Goldfish in Palm
The morning runs started as a way to escape the apartment, the silence, the half-used bottle of massage oil still beside his bed. Julia's sneakers hit the pavement at 5:45 AM, before the Los Angeles smog fully settled, before she could think about how three years of relationship planning had dissolved in a single conversation. They were supposed to be in Cancun by now, beneath palm trees, watching sunrise over water that wasn't the gray Pacific. Instead, she was running the same route past the same office buildings, breathless not from exercise but from the sudden realization that she'd been running toward someone else's future.
That morning, she found the goldfish floating belly-up in the lobby fountain of the building where they both worked—her in accounting, him in HR. It was a bright orange comet, strangely vivid against the algae-green water, and she stopped, chest heaving, staring at it. The security guard waved her away like she was a crazy person.
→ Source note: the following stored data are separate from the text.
//! Key switching between LWE keys.
//!
//! Entry `(i, j, h)` of the table is an encryption of `s_in[i] · h · base^-(j+1)`
//! under the output key. The table is stored flat: entry `(i, j, h)` lives at
//! index `(i · t + j) · base + h`, its mask at
//! `masks[index · n_out .. (index + 1) · n_out]`.

use crate::errors::{TfheError, TfheResult};
use crate::lwe::{LweKey, LweParams, LweSample};
use crate::torus::Torus;
use rand::Rng;
use std::sync::Arc;
use tracing::{debug, instrument};

#[derive(Debug, Clone)]
pub struct LweKeySwitchKey<T: Torus> {
    input_dimension: usize,
    t: usize,
    basebit: u32,
    base: usize,
    out_params: Arc<LweParams<T>>,
    masks: Vec<T>,
    bodies: Vec<T>,
    variances: Vec<f64>,
}

/// Largest supported digit width; the table holds `2^basebit` entries per digit.
const MAX_BASEBIT: u32 = 16;

pub(crate) fn check_decomposition(t: usize, basebit: u32, precision_bits: u32) -> TfheResult<()> {
    if t == 0 || basebit == 0 || basebit > MAX_BASEBIT {
        return Err(TfheError::invalid(format!(
            "key switch needs t >= 1 and 1 <= basebit <= {MAX_BASEBIT}, got t = {t}, basebit = {basebit}"
        )));
    }
    if t as u64 * u64::from(basebit) > u64::from(precision_bits) {
        return Err(TfheError::invalid(format!(
            "key switch precision t * basebit = {} exceeds torus precision {precision_bits}",
            t as u64 * u64::from(basebit)
        )));
    }
    Ok(())
}

impl<T: Torus> LweKeySwitchKey<T> {
    /// Builds the table translating samples under `in_key` to `out_key`,
    /// with noise `out_key.params().alpha_min()` on every entry.
    #[instrument(
        skip_all,
        fields(n_in = in_key.bits().len(), n_out = out_key.params().n(), t = t, basebit = basebit)
    )]
    pub fn generate<R: Rng + ?Sized>(
        in_key: &LweKey<T>,
        out_key: &LweKey<T>,
        t: usize,
        basebit: u32,
        rng: &mut R,
    ) -> TfheResult<Self> {
        let out_params = out_key.params().clone();
        let precision = out_params.precision();
        if in_key.params().precision() != precision {
            return Err(TfheError::invalid(
                "key switch input and output keys use different torus precisions",
            ));
        }
        check_decomposition(t, basebit, T::precision_bits(precision))?;

        let input_dimension = in_key.bits().len();
        let base = 1usize << basebit;
        let n_out = out_params.n();
        let entries = input_dimension * t * base;
        let alpha = out_params.alpha_min();

        let mut masks = Vec::with_capacity(entries * n_out);
        let mut bodies = Vec::with_capacity(entries);
        let mut variances = Vec::with_capacity(entries);

        for &bit in in_key.bits() {
            for j in 0..t {
                let log_m = (j as u32 + 1) * basebit;
                for h in 0..base as u64 {
                    let mu = T::from_dyadic(h * bit as u64, log_m, precision);
                    let sample = LweSample::encrypt(out_key, mu, alpha, rng)?;
                    masks.extend_from_slice(&sample.a);
                    bodies.push(sample.b);
                    variances.push(sample.current_variance);
                }
            }
        }
        debug!("generated key switch key with {} entries", entries);

        Ok(Self {
            input_dimension,
            t,
            basebit,
            base,
            out_params,
            masks,
            bodies,
            variances,
        })
    }

    /// Reassembles a key from flat tables, checking every element count.
    pub(crate) fn from_parts(
        input_dimension: usize,
        t: usize,
        basebit: u32,
        out_params: Arc<LweParams<T>>,
        masks: Vec<T>,
        bodies: Vec<T>,
        variances: Vec<f64>,
    ) -> TfheResult<Self> {
        check_decomposition(t, basebit, T::precision_bits(out_params.precision()))?;
        let base = 1usize << basebit;
        let entries = input_dimension * t * base;
        TfheError::check_dimension("key switch masks", entries * out_params.n(), masks.len())?;
        TfheError::check_dimension("key switch bodies", entries, bodies.len())?;
        TfheError::check_dimension("key switch variances", entries, variances.len())?;
        Ok(Self {
            input_dimension,
            t,
            basebit,
            base,
            out_params,
            masks,
            bodies,
            variances,
        })
    }

    pub fn input_dimension(&self) -> usize {
        self.input_dimension
    }

    pub fn t(&self) -> usize {
        self.t
    }

    pub fn basebit(&self) -> u32 {
        self.basebit
    }

    pub fn base(&self) -> usize {
        self.base
    }

    pub fn out_params(&self) -> &Arc<LweParams<T>> {
        &self.out_params
    }

    pub(crate) fn masks(&self) -> &[T] {
        &self.masks
    }

    pub(crate) fn bodies(&self) -> &[T] {
        &self.bodies
    }

    /// Entry `(i, j, h)` as an owned sample.
    pub fn entry(&self, i: usize, j: usize, h: usize) -> LweSample<T> {
        let index = self.index(i, j, h);
        let n = self.out_params.n();
        LweSample {
            a: self.masks[index * n..(index + 1) * n].to_vec(),
            b: self.bodies[index],
            current_variance: self.variances[index],
        }
    }

    #[inline]
    fn index(&self, i: usize, j: usize, h: usize) -> usize {
        (i * self.t + j) * self.base + h
    }

    /// Largest entry variance.
    pub fn max_variance(&self) -> f64 {
        self.variances.iter().copied().fold(0.0, f64::max)
    }

    /// Variance contributed by rounding every input coefficient to
    /// `t · basebit` bits.
    pub fn rounding_variance(&self) -> f64 {
        let eps = 2f64.powi(-((self.t as i32) * self.basebit as i32 + 1));
        self.input_dimension as f64 * eps * eps
    }

    /// Translates `sample` to the output key.
    pub fn key_switch(&self, sample: &LweSample<T>) -> TfheResult<LweSample<T>> {
        let mut result = LweSample::new(&self.out_params);
        self.key_switch_into(&mut result, sample)?;
        Ok(result)
    }

    /// Like [`Self::key_switch`], writing into an existing output sample.
    pub fn key_switch_into(
        &self,
        result: &mut LweSample<T>,
        sample: &LweSample<T>,
    ) -> TfheResult<()> {
        TfheError::check_dimension("key switch input", self.input_dimension, sample.a.len())?;
        self.out_params.check_sample(result.a.len())?;

        let precision = self.out_params.precision();
        let n = self.out_params.n();
        let total_bits = self.t as u32 * self.basebit;
        let round_offset = if total_bits < T::precision_bits(precision) {
            T::from_dyadic(1, total_bits + 1, precision)
        } else {
            T::zero(precision)
        };
        let digit_mask = self.base as u64 - 1;

        result.a.fill(T::zero(precision));
        result.b = sample.b;
        result.current_variance = sample.current_variance + self.rounding_variance();

        for (i, ai) in sample.a.iter().enumerate() {
            let mut rounded = *ai;
            rounded.add_assign(&round_offset, precision);
            for j in 0..self.t {
                let log_m = (j as u32 + 1) * self.basebit;
                let digit = (rounded.to_dyadic(log_m, precision) & digit_mask) as usize;
                let index = self.index(i, j, digit);
                for (r, m) in result.a.iter_mut().zip(&self.masks[index * n..(index + 1) * n]) {
                    r.sub_assign(m, precision);
                }
                result.b.sub_assign(&self.bodies[index], precision);
                result.current_variance += self.variances[index];
            }
        }
        Ok(())
    }
}

impl<T: Torus> PartialEq for LweKeySwitchKey<T> {
    fn eq(&self, other: &Self) -> bool {
        self.input_dimension == other.input_dimension
            && self.t == other.t
            && self.basebit == other.basebit
            && self.out_params == other.out_params
            && self.masks == other.masks
            && self.bodies == other.bodies
            && self.max_variance() == other.max_variance()
    }
}

#[cfg(test)]
mod tests {
    use super::*;
    use crate::torus::{ModulusParams, NativeWidth, Torus32};
    use rand::SeedableRng;
    use rand_chacha::ChaCha20Rng;

    fn key(n: usize, rng: &mut ChaCha20Rng) -> LweKey<Torus32> {
        let modulus = ModulusParams::new(NativeWidth, 2f64.powi(-20), 2f64.powi(-6)).unwrap();
        LweKey::generate(Arc::new(LweParams::new(n, modulus).unwrap()), rng)
    }

    #[test]
    fn table_has_expected_layout() {
        let mut rng = ChaCha20Rng::seed_from_u64(1);
        let in_key = key(6, &mut rng);
        let out_key = key(10, &mut rng);
        let ks = LweKeySwitchKey::generate(&in_key, &out_key, 3, 2, &mut rng).unwrap();
        assert_eq!(ks.masks().len(), 6 * 3 * 4 * 10);
        assert_eq!(ks.bodies().len(), 6 * 3 * 4);

        let p = NativeWidth;
        for i in 0..6 {
            for j in 0..3 {
                for h in 0..4u64 {
                    let expected = Torus32::from_dyadic(
                        h * in_key.bits()[i] as u64,
                        (j as u32 + 1) * 2,
                        &p,
                    );
                    let phase = ks.entry(i, j, h as usize).phase(&out_key).unwrap();
                    assert!(phase.distance(&expected, &p) < 2f64.powi(-14));
                }
            }
        }
    }

    #[test]
    fn key_switch_preserves_message() {
        let mut rng = ChaCha20Rng::seed_from_u64(2);
        let in_key = key(64, &mut rng);
        let out_key = key(32, &mut rng);
        let ks = LweKeySwitchKey::generate(&in_key, &out_key, 8, 2, &mut rng).unwrap();

        for bit in [true, false, true] {
            let c = LweSample::encrypt_bit(&in_key, bit, &mut rng).unwrap();
            let switched = ks.key_switch(&c).unwrap();
            assert_eq!(switched.dimension(), 32);
            assert_eq!(switched.decrypt_bit(&out_key).unwrap(), bit);
        }
    }

    #[test]
    fn variance_counts_every_digit() {
        let mut rng = ChaCha20Rng::seed_from_u64(3);
        let in_key = key(16, &mut rng);
        let out_key = key(16, &mut rng);
        let ks = LweKeySwitchKey::generate(&in_key, &out_key, 4, 3, &mut rng).unwrap();
        let c = LweSample::trivial(Torus32(0), in_key.params());
        let switched = ks.key_switch(&c).unwrap();
        let expected = 16.0 * 4.0 * 2f64.powi(-40) + ks.rounding_variance();
        assert!((switched.current_variance - expected).abs() <= expected * 1e-12);
    }

    #[test]
    fn rejects_oversized_decomposition() {
        let mut rng = ChaCha20Rng::seed_from_u64(4);
        let in_key = key(4, &mut rng);
        let out_key = key(4, &mut rng);
        assert!(LweKeySwitchKey::generate(&in_key, &out_key, 17, 2, &mut rng).is_err());
        assert!(LweKeySwitchKey::generate(&in_key, &out_key, 0, 2, &mut rng).is_err());
    }

    #[test]
    fn rejects_wrong_input_dimension() {
        let mut rng = ChaCha20Rng::seed_from_u64(5);
        let in_key = key(8, &mut rng);
        let out_key = key(4, &mut rng);
        let ks = LweKeySwitchKey::generate(&in_key, &out_key, 2, 2, &mut rng).unwrap();
        let wrong = LweSample::trivial(Torus32(0), out_key.params());
        assert!(matches!(
            ks.key_switch(&wrong),
            Err(TfheError::DimensionMismatch { .. })
        ));
    }

    #[test]
    fn equality_compares_coefficients_and_max_variance() {
        let mut rng = ChaCha20Rng::seed_from_u64(6);
        let in_key = key(4, &mut rng);
        let out_key = key(4, &mut rng);
        let ks = LweKeySwitchKey::generate(&in_key, &out_key, 2, 2, &mut rng).unwrap();

        let mut flattened = ks.clone();
        let max = ks.max_variance();
        flattened.variances.iter_mut().for_each(|v| *v = max);
        assert_eq!(flattened, ks);

        let mut tampered = ks.clone();
        tampered.bodies[0].0 ^= 1;
        assert_ne!(tampered, ks);
    }
}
"It's just a fish," he said.
But Julia stood there, palm sweating against her phone where his last message still glowed—*I think we need different things*—and realized she wasn't breathing. The goldfish had lived its entire life in that fountain, swimming the same circles, invisible to everyone rushing past. She'd been doing the same thing, circling the same relationship, the same expectations, invisible even to herself.
She didn't run to work that day. Instead, she walked into the pet store and bought a small net, then returned to the fountain. The security guard stared as she carefully scooped up the goldfish, placed it in her water bottle, and carried it outside to the small pond in the park across the street.
"For a proper swim," she whispered, watching it dart away.
Her phone buzzed. Michael's name. *Can we talk?*
Julia pressed the phone to her palm, feeling its warmth, its potential. Then she powered it off, tucked it in her pocket, and started running—not away from anything anymore, but toward something she hadn't figured out yet. The morning sun caught the orange scales beneath the water, flashing like tiny coins promising a different kind of future.